▶ [TO DO]
From the listing below, reproduce word for word the part that opens with the line containing "let result = PackwiseConfig::load_from_path(Some(missing));" and closes with the line containing "if let Some(path)"; reproduce nothing else.

▶ [RAW DATA]
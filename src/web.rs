use anyhow::{Context, Result};
use axum::Router;
use tower::ServiceBuilder;
use tower_http::cors::{Any, CorsLayer};
use tower_http::trace::TraceLayer;

use crate::api::{self, AppState};
use crate::catalog::Catalog;
use crate::config::PackwiseConfig;

pub fn app(state: AppState) -> Router {
    let cors = CorsLayer::new()
        .allow_origin(Any)
        .allow_methods(Any)
        .allow_headers(Any);

    Router::new()
        .nest("/api", api::router(state))
        .layer(ServiceBuilder::new().layer(TraceLayer::new_for_http()).layer(cors))
}

pub async fn run(config: &PackwiseConfig, catalog: Catalog) -> Result<()> {
    let app = app(AppState::new(catalog, config.trip.clone()));

    let addr = config.bind_address();
    let listener = tokio::net::TcpListener::bind(&addr)
        .await
        .with_context(|| format!("Failed to bind {addr}"))?;
    tracing::info!("Web server running at http://{}", addr);

    axum::serve(listener, app)
        .with_graceful_shutdown(shutdown_signal())
        .await
        .context("Web server failed")?;

    tracing::info!("Web server stopped");
    Ok(())
}

async fn shutdown_signal() {
    if let Err(e) = tokio::signal::ctrl_c().await {
        tracing::warn!("Failed to listen for shutdown signal: {}", e);
        std::future::pending::<()>().await;
    }
}
//! Configuration management for the Packwise application
//!
//! Handles loading configuration from files, environment variables,
//! and provides validation for all configuration settings.

use crate::PackwiseError;
use anyhow::{Context, Result};
use config::{Config, Environment, File};
use serde::{Deserialize, Serialize};
use std::path::PathBuf;

/// Root configuration structure for the Packwise application
#[derive(Debug, Clone, Default, Serialize, Deserialize)]
pub struct PackwiseConfig {
    /// HTTP server configuration
    #[serde(default)]
    pub server: ServerConfig,
    /// Logging configuration
    #[serde(default)]
    pub logging: LoggingConfig,
    /// Catalog source configuration
    #[serde(default)]
    pub catalog: CatalogConfig,
    /// Trip form limits
    #[serde(default)]
    pub trip: TripConfig,
}

/// HTTP server settings
#[derive(Debug, Clone, Serialize, Deserialize)]
pub struct ServerConfig {
    /// Address to bind
    #[serde(default = "default_server_host")]
    pub host: String,
    /// Port to listen on
    #[serde(default = "default_server_port")]
    pub port: u16,
}

/// Logging configuration settings
#[derive(Debug, Clone, Serialize, Deserialize)]
pub struct LoggingConfig {
    /// Log level (error, warn, info, debug, trace)
    #[serde(default = "default_log_level")]
    pub level: String,
    /// Log format (pretty or json)
    #[serde(default = "default_log_format")]
    pub format: String,
}

/// Catalog source settings
#[derive(Debug, Clone, Default, Serialize, Deserialize)]
pub struct CatalogConfig {
    /// JSON catalog file replacing the bundled catalog
    #[serde(default)]
    pub path: Option<String>,
    /// Refuse to start when a profile references an unknown item
    #[serde(default)]
    pub strict_references: bool,
}

/// Limits applied by the trip form
#[derive(Debug, Clone, Serialize, Deserialize)]
pub struct TripConfig {
    /// Longest trip the form accepts, in days
    #[serde(default = "default_max_duration")]
    pub max_duration_days: u32,
}

// Default value functions
fn default_server_host() -> String {
    "0.0.0.0".to_string()
}

fn default_server_port() -> u16 {
    8080
}

fn default_log_level() -> String {
    "info".to_string()
}

fn default_log_format() -> String {
    "pretty".to_string()
}

fn default_max_duration() -> u32 {
    30
}

impl Default for ServerConfig {
    fn default() -> Self {
        Self {
            host: default_server_host(),
            port: default_server_port(),
        }
    }
}

impl Default for LoggingConfig {
    fn default() -> Self {
        Self {
            level: default_log_level(),
            format: default_log_format(),
        }
    }
}

impl Default for TripConfig {
    fn default() -> Self {
        Self {
            max_duration_days: default_max_duration(),
        }
    }
}

impl PackwiseConfig {
    /// Load configuration from file and environment variables
    pub fn load() -> Result<Self> {
        Self::load_from_path(None)
    }

    /// Load configuration from specified path
    pub fn load_from_path(config_path: Option<PathBuf>) -> Result<Self> {
        let mut builder = Config::builder();

        // An explicit path must exist; the default location is optional
        let explicit = config_path.is_some();
        let config_file = config_path.unwrap_or_else(|| {
            Self::get_config_path().unwrap_or_else(|| PathBuf::from("config.toml"))
        });

        if explicit || config_file.exists() {
            builder = builder.add_source(
                File::from(config_file.clone())
                    .required(explicit)
                    .format(config::FileFormat::Toml),
            );
        }

        // Add environment variable overrides, e.g. PACKWISE_SERVER__PORT=9000
        builder = builder.add_source(
            Environment::with_prefix("PACKWISE")
                .prefix_separator("_")
                .separator("__")
                .try_parsing(true),
        );

        let settings = builder
            .build()
            .with_context(|| "Failed to build configuration")?;

        let mut config: PackwiseConfig = settings
            .try_deserialize()
            .with_context(|| "Failed to deserialize configuration")?;

        // Apply defaults for missing values
        config.apply_defaults();

        // Validate configuration
        config.validate()?;

        Ok(config)
    }

    /// Get the default configuration file path
    #[must_use]
    pub fn get_config_path() -> Option<PathBuf> {
        dirs::config_dir().map(|dir| dir.join("packwise").join("config.toml"))
    }

    /// Apply default values to missing configuration fields
    pub fn apply_defaults(&mut self) {
        if self.server.host.is_empty() {
            self.server.host = default_server_host();
        }
        if self.logging.level.is_empty() {
            self.logging.level = default_log_level();
        }
        if self.logging.format.is_empty() {
            self.logging.format = default_log_format();
        }
        if self.trip.max_duration_days == 0 {
            self.trip.max_duration_days = default_max_duration();
        }
        if self.catalog.path.as_deref().is_some_and(str::is_empty) {
            self.catalog.path = None;
        }
    }

    /// Validate all configuration settings
    pub fn validate(&self) -> Result<()> {
        self.validate_numeric_ranges()?;
        self.validate_string_values()?;
        Ok(())
    }

    /// Validate numeric configuration ranges
    fn validate_numeric_ranges(&self) -> Result<()> {
        if self.server.port == 0 {
            return Err(PackwiseError::config("Server port must be between 1 and 65535").into());
        }

        if self.trip.max_duration_days > 365 {
            return Err(
                PackwiseError::config("Maximum trip duration cannot exceed 365 days").into(),
            );
        }

        Ok(())
    }

    /// Validate string configuration values
    fn validate_string_values(&self) -> Result<()> {
        let valid_log_levels = ["error", "warn", "info", "debug", "trace"];
        if !valid_log_levels.contains(&self.logging.level.as_str()) {
            return Err(PackwiseError::config(format!(
                "Invalid log level '{}'. Must be one of: {}",
                self.logging.level,
                valid_log_levels.join(", ")
            ))
            .into());
        }

        let valid_log_formats = ["pretty", "json"];
        if !valid_log_formats.contains(&self.logging.format.as_str()) {
            return Err(PackwiseError::config(format!(
                "Invalid log format '{}'. Must be one of: {}",
                self.logging.format,
                valid_log_formats.join(", ")
            ))
            .into());
        }

        if self.server.host.parse::<std::net::IpAddr>().is_err() && self.server.host != "localhost"
        {
            return Err(PackwiseError::config(format!(
                "Invalid server host '{}'. Must be an IP address or 'localhost'",
                self.server.host
            ))
            .into());
        }

        Ok(())
    }

    /// Socket address string for the HTTP server
    #[must_use]
    pub fn bind_address(&self) -> String {
        format!("{}:{}", self.server.host, self.server.port)
    }
}

#[cfg(test)]
mod tests {
    use super::*;
    use std::io::Write;

    #[test]
    fn test_default_config() {
        let config = PackwiseConfig::default();
        assert_eq!(config.server.port, 8080);
        assert_eq!(config.server.host, "0.0.0.0");
        assert_eq!(config.logging.level, "info");
        assert_eq!(config.logging.format, "pretty");
        assert_eq!(config.trip.max_duration_days, 30);
        assert!(config.catalog.path.is_none());
        assert!(!config.catalog.strict_references);
        assert!(config.validate().is_ok());
    }

    #[test]
    fn test_config_validation_invalid_log_level() {
        let mut config = PackwiseConfig::default();
        config.logging.level = "invalid".to_string();
        let result = config.validate();
        assert!(result.is_err());
        assert!(result.unwrap_err().to_string().contains("Invalid log level"));
    }

    #[test]
    fn test_config_validation_invalid_log_format() {
        let mut config = PackwiseConfig::default();
        config.logging.format = "xml".to_string();
        assert!(config.validate().unwrap_err().to_string().contains("Invalid log format"));
    }

    #[test]
    fn test_config_validation_numeric_ranges() {
        let mut config = PackwiseConfig::default();
        config.trip.max_duration_days = 1000;
        let result = config.validate();
        assert!(result.is_err());
        assert!(result.unwrap_err().to_string().contains("cannot exceed 365"));

        let mut config = PackwiseConfig::default();
        config.server.port = 0;
        assert!(config.validate().is_err());
    }

    #[test]
    fn test_config_validation_host() {
        let mut config = PackwiseConfig::default();
        config.server.host = "localhost".to_string();
        assert!(config.validate().is_ok());
        config.server.host = "not a host".to_string();
        assert!(config.validate().is_err());
    }

    #[test]
    fn test_apply_defaults_fills_empty_values() {
        let mut config = PackwiseConfig::default();
        config.logging.level.clear();
        config.trip.max_duration_days = 0;
        config.catalog.path = Some(String::new());
        config.apply_defaults();
        assert_eq!(config.logging.level, "info");
        assert_eq!(config.trip.max_duration_days, 30);
        assert!(config.catalog.path.is_none());
    }

    #[test]
    fn test_load_from_file() {
        let mut file = tempfile::Builder::new().suffix(".toml").tempfile().unwrap();
        writeln!(
            file,
            "[server]\nport = 9090\n\n[trip]\nmax_duration_days = 60\n\n[catalog]\nstrict_references = true"
        )
        .unwrap();

        let config = PackwiseConfig::load_from_path(Some(file.path().to_path_buf())).unwrap();
        assert_eq!(config.server.port, 9090);
        assert_eq!(config.trip.max_duration_days, 60);
        assert!(config.catalog.strict_references);
        assert_eq!(config.logging.level, "info");
    }

    #[test]
    fn test_load_rejects_invalid_file_values() {
        let mut file = tempfile::Builder::new().suffix(".toml").tempfile().unwrap();
        writeln!(file, "[logging]\nlevel = \"loud\"").unwrap();

        let result = PackwiseConfig::load_from_path(Some(file.path().to_path_buf()));
        assert!(result.is_err());
    }

    #[test]
    fn test_load_fails_for_missing_explicit_file() {
        let dir = tempfile::tempdir().unwrap();
        let missing = dir.path().join("absent.toml");

        let result = PackwiseConfig::load_from_path(Some(missing));
        assert!(result.is_err());
    }

    #[test]
    fn test_config_path_generation() {
        if let Some(path) = PackwiseConfig::get_config_path() {
            assert!(path.to_string_lossy().contains("packwise"));
            assert!(path.to_string_lossy().ends_with("config.toml"));
        }
    }
}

▶ [EXERCISE RESULT]
        let result = PackwiseConfig::load_from_path(Some(missing));
        assert!(result.is_err());
    }

    #[test]
    fn test_config_path_generation() {
        if let Some(path) = PackwiseConfig::get_config_path() {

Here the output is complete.